1. Marcatori di resistenza agli antibiotici:
* Principio: Questo metodo si basa sull'inserimento di un gene di resistenza agli antibiotici insieme al gene desiderato nel vettore. Le cellule che occupano con successo il vettore ricombinante acquisiranno anche resistenza all'antibiotico specifico.
* Procedura: Le cellule sono coltivate su media contenenti l'antibiotico. Solo le cellule che hanno ripreso il vettore ricombinante ed esprimono il gene della resistenza sopravviveranno e formeranno colonie.
* Esempio: Il gene comune di resistenza all'ampicillina (AMPR) consente ai batteri di sopravvivere in presenza di ampicillina.
2. Geni reporter:
* Principio: I geni reporter codificano proteine che producono un segnale rilevabile, consentendo una facile identificazione delle cellule contenenti il DNA ricombinante.
* Procedura: I geni reporter sono spesso legati al gene desiderato, quindi l'espressione del gene reporter indica un successo di inserimento del DNA ricombinante.
* Esempi:
* Gene lacz: Codifica beta-galattosidasi, che scompone un substrato (X-gal) per produrre un colore blu.
* Geni GFP: Codifica la proteina fluorescente verde, che rende le cellule che si illuminano verde UV.
3. Selezione del colore:
* Principio: Questo metodo utilizza un sistema genetico in cui la presenza del DNA ricombinante cambia il colore delle cellule.
* Procedura: Le cellule contenenti il DNA ricombinante mostreranno un colore diverso rispetto alle cellule senza di esso.
* Esempio: Il metodo di screening blu-bianco utilizza un vettore con il gene LACZ interrotto dal sito di inserimento per il DNA ricombinante. Le cellule con DNA ricombinante produrranno colonie bianche, mentre le cellule senza di essa produrranno colonie blu.
4. Complementazione:
* Principio: Questo metodo viene utilizzato quando il gene desiderato è necessario affinché la cellula sopravviva o produca un prodotto specifico.
* Procedura: Le cellule prive di un gene funzionale si trasformano con il vettore ricombinante contenente il gene. Solo le cellule con il gene funzionale sopravviveranno o produrranno il prodotto desiderato.
* Esempio: Un ceppo di batteri privi di un enzima specifico può essere trasformato con un vettore contenente il gene che codifica l'enzima. Solo i batteri trasformati saranno in grado di sopravvivere e crescere.
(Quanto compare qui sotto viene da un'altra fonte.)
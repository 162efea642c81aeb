use std::path::Path;

use rusqlite::Connection;

use super::DatabaseError;

/// Schema steps for the medication history, applied in ascending order.
/// Each script records its own row in `schema_version`.
const MIGRATIONS: &[(i64, &str)] = &[(
    1,
    include_str!("../../resources/migrations/001_medication_history.sql"),
)];

/// Open the history database file, creating it on first start, and bring
/// its schema up to date.
pub fn open_database(path: &Path) -> Result<Connection, DatabaseError> {
    prepare(Connection::open(path)?)
}

/// Throwaway history database, used by the in-memory store and unit tests.
pub fn open_memory_database() -> Result<Connection, DatabaseError> {
    prepare(Connection::open_in_memory()?)
}

fn prepare(conn: Connection) -> Result<Connection, DatabaseError> {
    // WAL lets history reads proceed while an upload is being recorded.
    conn.execute_batch(
        "PRAGMA journal_mode=WAL;
         PRAGMA busy_timeout=5000;
         PRAGMA foreign_keys=ON;",
    )?;
    run_migrations(&conn)?;
    Ok(conn)
}

/// Apply every step newer than the recorded schema version.
pub fn run_migrations(conn: &Connection) -> Result<(), DatabaseError> {
    let applied = schema_version(conn);

    for &(version, sql) in MIGRATIONS.iter().filter(|(v, _)| *v > applied) {
        tracing::info!(version, "Applying history schema migration");
        conn.execute_batch(sql)
            .map_err(|e| DatabaseError::MigrationFailed {
                version,
                reason: e.to_string(),
            })?;
    }

    Ok(())
}

/// Highest applied step; a fresh file has no `schema_version` table and reads as 0.
fn schema_version(conn: &Connection) -> i64 {
    conn.query_row("SELECT MAX(version) FROM schema_version", [], |row| {
        row.get::<_, Option<i64>>(0)
    })
    .ok()
    .flatten()
    .unwrap_or(0)
}
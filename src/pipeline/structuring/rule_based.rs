//! Rule-based medication extraction.
//!
//! A conservative baseline used when the AI parser is unavailable or finds
//! nothing. Pure and total: no I/O, no errors, and every entry traces back to
//! exactly one input line.

use std::sync::LazyLock;

use regex::Regex;

use super::sanitize::{truncate_chars, NAME_MAX, RAW_LINE_MAX};
use crate::models::MedicationEntry;

/// Maximum medication-like lines considered per document.
pub const MAX_RULE_BASED_LINES: usize = 30;

/// Dosage units, dosage forms, or frequency keywords.
static MEDICATION_HINT: LazyLock<Regex> = LazyLock::new(|| {
    Regex::new(
        r"(?i)(\d+(?:\.\d+)?\s*(?:mg|ml|mcg|µg|g|iu|units?)\b|\b(?:tab(?:let)?s?|cap(?:sule)?s?|syrup|susp(?:ension)?|inj(?:ection)?|drops?|ointment|cream|inhaler|patch|sachet)\b|\b(?:daily|once|twice|thrice|bid|b\.i\.d|tid|t\.i\.d|qid|qhs|qd|od|bd|tds|prn|nightly|bedtime|every\s+\d+\s*(?:hours?|hrs?|h|days?))\b)",
    )
    .unwrap()
});

/// Number followed by a dosage unit, e.g. `500mg`, `2.5 ml`.
static DOSAGE: LazyLock<Regex> =
    LazyLock::new(|| Regex::new(r"(?i)\b\d+(?:\.\d+)?\s?(?:mg|ml|mcg|g|iu)\b").unwrap());

/// Frequency phrase, e.g. `twice daily`, `tid`, `every 8 hours`.
static FREQUENCY: LazyLock<Regex> = LazyLock::new(|| {
    Regex::new(
        r"(?i)\b(?:(?:once|twice|thrice|three times|four times)\s+(?:a\s+|per\s+)?(?:day|daily|week|weekly)|every\s+\d+\s*(?:hours?|hrs?|h|days?)|once|twice|daily|nightly|at bedtime|bid|b\.i\.d|tid|t\.i\.d|qid|qhs|qd|od|bd|tds|prn)\b",
    )
    .unwrap()
});

static PUNCTUATION: LazyLock<Regex> = LazyLock::new(|| Regex::new(r"[^\p{L}\p{N}\s\-]").unwrap());

static WHITESPACE: LazyLock<Regex> = LazyLock::new(|| Regex::new(r"\s+").unwrap());

/// Fallback extractor abstraction (allows counting invocations in tests)
pub trait FallbackExtractor {
    fn extract(&self, raw_text: &str) -> Vec<MedicationEntry>;
}

/// Pattern-matching extractor backed by `extract_medications`.
pub struct RuleBasedExtractor;

impl FallbackExtractor for RuleBasedExtractor {
    fn extract(&self, raw_text: &str) -> Vec<MedicationEntry> {
        extract_medications(raw_text)
    }
}

/// Extract medication entries from free text, one candidate per line.
pub fn extract_medications(raw_text: &str) -> Vec<MedicationEntry> {
    raw_text
        .lines()
        .map(str::trim)
        .filter(|line| !line.is_empty())
        .filter(|line| MEDICATION_HINT.is_match(line))
        .take(MAX_RULE_BASED_LINES)
        .filter_map(entry_from_line)
        .collect()
}

fn entry_from_line(line: &str) -> Option<MedicationEntry> {
    let dosage = DOSAGE.find(line).map(|m| m.as_str().trim().to_string()).unwrap_or_default();
    let frequency = FREQUENCY
        .find(line)
        .map(|m| m.as_str().trim().to_string())
        .unwrap_or_default();

    let mut name = line.to_string();
    for matched in [&dosage, &frequency] {
        if !matched.is_empty() {
            name = name.replacen(matched.as_str(), " ", 1);
        }
    }
    let name = PUNCTUATION.replace_all(&name, " ");
    let name = WHITESPACE.replace_all(&name, " ");
    let name = truncate_chars(name.trim().trim_matches('-').trim(), NAME_MAX);

    if name.is_empty() && dosage.is_empty() && frequency.is_empty() {
        return None;
    }

    Some(MedicationEntry {
        name,
        dosage,
        frequency,
        raw_line: truncate_chars(line, RAW_LINE_MAX),
        ..Default::default()
    })
}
5. Fluorescenza Activated Cell Ordining (FACS):
* Principio: FACS utilizza l'etichettatura della fluorescenza per identificare e ordinare le cellule in base a caratteristiche specifiche.
* Procedura: Le cellule che esprimono il gene desiderato (collegato a un marcatore fluorescente) sono ordinate dal resto in base alle loro proprietà di fluorescenza.
* Vantaggi: Screening ad alto rendimento, separazione precisa e ordinamento efficiente delle cellule.
6. Screening PCR:
* Principio: La PCR può essere utilizzata per amplificare una sequenza specifica del DNA, confermando la presenza del DNA ricombinante.
* Procedura: Il DNA viene estratto dalle cellule e amplificato usando primer specifici per il gene inserito. La presenza del prodotto amplificato indica un inserimento riuscito.
La scelta del metodo di selezione dipende dall'esperimento specifico, dal vettore utilizzato e dal risultato desiderato.